This task calls for printing every entry exactly.

--- Extracted entries ---

use std::collections::HashMap;
use std::fs;
use std::io;
use std::path::{Path, PathBuf};

use tracing::warn;

use crate::weather::{DailyForecast, ForecastError, HourlySample, TemperatureRange};

/// Errors that can occur while saving or loading forecast blobs.
#[derive(Debug, thiserror::Error)]
pub enum StoreError {
    #[error("I/O error: {0}")]
    Io(#[from] io::Error),
    #[error("Serialization error: {0}")]
    Serialize(String),
    #[error("Deserialization error: {0}")]
    Deserialize(String),
    #[error("Corrupt forecast: {0}")]
    Corrupt(#[from] ForecastError),
    #[error("Invalid storage key '{0}': use letters, digits, '-' or '_'")]
    InvalidKey(String),
}

/// Key-value byte storage for the persisted forecast.
pub trait ForecastStore {
    fn save(&mut self, key: &str, bytes: &[u8]) -> Result<(), StoreError>;

    /// `Ok(None)` when nothing has been stored under `key`.
    fn load(&self, key: &str) -> Result<Option<Vec<u8>>, StoreError>;
}

pub fn validate_key(key: &str) -> Result<(), StoreError> {
    let valid = !key.is_empty()
        && key
            .chars()
            .all(|c| c.is_ascii_alphanumeric() || c == '-' || c == '_');
    if valid {
        Ok(())
    } else {
        Err(StoreError::InvalidKey(key.to_string()))
    }
}

/// One file per key inside a directory.
#[derive(Debug, Clone)]
pub struct FileStore {
    dir: PathBuf,
}

impl FileStore {
    pub fn new(dir: impl Into<PathBuf>) -> Self {
        FileStore { dir: dir.into() }
    }

    pub fn dir(&self) -> &Path {
        &self.dir
    }

    pub fn path_for(&self, key: &str) -> PathBuf {
        self.dir.join(format!("{}.bin", key))
    }
}

impl ForecastStore for FileStore {
    /// Writes to a temporary file first, then atomically renames it over the
    /// target, so a partial write never clobbers the previous forecast.
    fn save(&mut self, key: &str, bytes: &[u8]) -> Result<(), StoreError> {
        validate_key(key)?;
        fs::create_dir_all(&self.dir)?;

        let target = self.path_for(key);
        let tmp = self.dir.join(format!(".{}.bin.tmp", key));

        if let Err(e) = fs::write(&tmp, bytes) {
            let _ = fs::remove_file(&tmp);
            return Err(StoreError::Io(e));
        }

        if let Err(e) = fs::rename(&tmp, &target) {
            let _ = fs::remove_file(&tmp);
            return Err(StoreError::Io(e));
        }

        Ok(())
    }

    fn load(&self, key: &str) -> Result<Option<Vec<u8>>, StoreError> {
        validate_key(key)?;
        match fs::read(self.path_for(key)) {
            Ok(bytes) => Ok(Some(bytes)),
            Err(e) if e.kind() == io::ErrorKind::NotFound => Ok(None),
            Err(e) => Err(StoreError::Io(e)),
        }
    }
}

/// Process-local store, used when nothing should touch the disk.
#[derive(Debug, Clone, Default)]
pub struct MemoryStore {
    entries: HashMap<String, Vec<u8>>,
}

impl MemoryStore {
    pub fn new() -> Self {
        Self::default()
    }
}

impl ForecastStore for MemoryStore {
    fn save(&mut self, key: &str, bytes: &[u8]) -> Result<(), StoreError> {
        validate_key(key)?;
        self.entries.insert(key.to_string(), bytes.to_vec());
        Ok(())
    }

    fn load(&self, key: &str) -> Result<Option<Vec<u8>>, StoreError> {
        validate_key(key)?;
        Ok(self.entries.get(key).cloned())
    }
}

/// Encode a forecast as its ordered list of flat hourly records.
pub fn encode_forecast(forecast: &DailyForecast) -> Result<Vec<u8>, StoreError> {
    bincode::serialize(forecast.samples()).map_err(|e| StoreError::Serialize(e.to_string()))
}

/// Decode a blob and re-check the 24-hour invariant.
pub fn decode_forecast(bytes: &[u8]) -> Result<DailyForecast, StoreError> {
    let samples: Vec<HourlySample> =
        bincode::deserialize(bytes).map_err(|e| StoreError::Deserialize(e.to_string()))?;
    Ok(DailyForecast::new(samples)?)
}

pub fn save_forecast<S: ForecastStore + ?Sized>(
    store: &mut S,
    key: &str,
    forecast: &DailyForecast,
) -> Result<(), StoreError> {
    let bytes = encode_forecast(forecast)?;
    store.save(key, &bytes)
}

/// Load the stored forecast, treating anything unreadable as absent.
///
/// A forecast written under a different envelope, or damaged so that a
/// temperature falls outside `range`, is unusable too.
pub fn load_forecast<S: ForecastStore + ?Sized>(
    store: &S,
    key: &str,
    range: TemperatureRange,
) -> Option<DailyForecast> {
    let bytes = match store.load(key) {
        Ok(Some(bytes)) => bytes,
        Ok(None) => return None,
        Err(e) => {
            warn!(key, error = %e, "Cannot read stored forecast");
            return None;
        }
    };

    let checked = decode_forecast(&bytes).and_then(|forecast| {
        forecast.check_envelope(range)?;
        Ok(forecast)
    });
    match checked {
        Ok(forecast) => Some(forecast),
        Err(e) => {
            warn!(key, error = %e, "Stored forecast is unusable, ignoring it");
            None
        }
    }
}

---

Response »
use std::collections::HashMap;
use std::fs;
use std::io;
use std::path::{Path, PathBuf};

use tracing::warn;

use crate::weather::{DailyForecast, ForecastError, HourlySample, TemperatureRange};

/// Errors that can occur while saving or loading forecast blobs.
#[derive(Debug, thiserror::Error)]
pub enum StoreError {
    #[error("I/O error: {0}")]
    Io(#[from] io::Error),
    #[error("Serialization error: {0}")]
    Serialize(String),
    #[error("Deserialization error: {0}")]
    Deserialize(String),
    #[error("Corrupt forecast: {0}")]
    Corrupt(#[from] ForecastError),
    #[error("Invalid storage key '{0}': use letters, digits, '-' or '_'")]
    InvalidKey(String),
}

/// Key-value byte storage for the persisted forecast.
pub trait ForecastStore {
    fn save(&mut self, key: &str, bytes: &[u8]) -> Result<(), StoreError>;

    /// `Ok(None)` when nothing has been stored under `key`.
    fn load(&self, key: &str) -> Result<Option<Vec<u8>>, StoreError>;
}

pub fn validate_key(key: &str) -> Result<(), StoreError> {
    let valid = !key.is_empty()
        && key
            .chars()
            .all(|c| c.is_ascii_alphanumeric() || c == '-' || c == '_');
    if valid {
        Ok(())
    } else {
        Err(StoreError::InvalidKey(key.to_string()))
    }
}

/// One file per key inside a directory.
#[derive(Debug, Clone)]
pub struct FileStore {
    dir: PathBuf,
}

impl FileStore {
    pub fn new(dir: impl Into<PathBuf>) -> Self {
        FileStore { dir: dir.into() }
    }

    pub fn dir(&self) -> &Path {
        &self.dir
    }

    pub fn path_for(&self, key: &str) -> PathBuf {
        self.dir.join(format!("{}.bin", key))
    }
}

impl ForecastStore for FileStore {
    /// Writes to a temporary file first, then atomically renames it over the
    /// target, so a partial write never clobbers the previous forecast.
    fn save(&mut self, key: &str, bytes: &[u8]) -> Result<(), StoreError> {
        validate_key(key)?;
        fs::create_dir_all(&self.dir)?;

        let target = self.path_for(key);
        let tmp = self.dir.join(format!(".{}.bin.tmp", key));

        if let Err(e) = fs::write(&tmp, bytes) {
            let _ = fs::remove_file(&tmp);
            return Err(StoreError::Io(e));
        }

        if let Err(e) = fs::rename(&tmp, &target) {
            let _ = fs::remove_file(&tmp);
            return Err(StoreError::Io(e));
        }

        Ok(())
    }

    fn load(&self, key: &str) -> Result<Option<Vec<u8>>, StoreError> {
        validate_key(key)?;
        match fs::read(self.path_for(key)) {
            Ok(bytes) => Ok(Some(bytes)),
            Err(e) if e.kind() == io::ErrorKind::NotFound => Ok(None),
            Err(e) => Err(StoreError::Io(e)),
        }
    }
}

/// Process-local store, used when nothing should touch the disk.
#[derive(Debug, Clone, Default)]
pub struct MemoryStore {
    entries: HashMap<String, Vec<u8>>,
}

impl MemoryStore {
    pub fn new() -> Self {
        Self::default()
    }
}

impl ForecastStore for MemoryStore {
    fn save(&mut self, key: &str, bytes: &[u8]) -> Result<(), StoreError> {
        validate_key(key)?;
        self.entries.insert(key.to_string(), bytes.to_vec());
        Ok(())
    }

    fn load(&self, key: &str) -> Result<Option<Vec<u8>>, StoreError> {
        validate_key(key)?;
        Ok(self.entries.get(key).cloned())
    }
}

/// Encode a forecast as its ordered list of flat hourly records.
pub fn encode_forecast(forecast: &DailyForecast) -> Result<Vec<u8>, StoreError> {
    bincode::serialize(forecast.samples()).map_err(|e| StoreError::Serialize(e.to_string()))
}

/// Decode a blob and re-check the 24-hour invariant.
pub fn decode_forecast(bytes: &[u8]) -> Result<DailyForecast, StoreError> {
    let samples: Vec<HourlySample> =
        bincode::deserialize(bytes).map_err(|e| StoreError::Deserialize(e.to_string()))?;
    Ok(DailyForecast::new(samples)?)
}

pub fn save_forecast<S: ForecastStore + ?Sized>(
    store: &mut S,
    key: &str,
    forecast: &DailyForecast,
) -> Result<(), StoreError> {
    let bytes = encode_forecast(forecast)?;
    store.save(key, &bytes)
}

/// Load the stored forecast, treating anything unreadable as absent.
///
/// A forecast written under a different envelope, or damaged so that a
/// temperature falls outside `range`, is unusable too.
pub fn load_forecast<S: ForecastStore + ?Sized>(
    store: &S,
    key: &str,
    range: TemperatureRange,
) -> Option<DailyForecast> {
    let bytes = match store.load(key) {
        Ok(Some(bytes)) => bytes,
        Ok(None) => return None,
        Err(e) => {
            warn!(key, error = %e, "Cannot read stored forecast");
            return None;
        }
    };

    let checked = decode_forecast(&bytes).and_then(|forecast| {
        forecast.check_envelope(range)?;
        Ok(forecast)
    });
    match checked {
        Ok(forecast) => Some(forecast),
        Err(e) => {
            warn!(key, error = %e, "Stored forecast is unusable, ignoring it");
            None
        }
    }
}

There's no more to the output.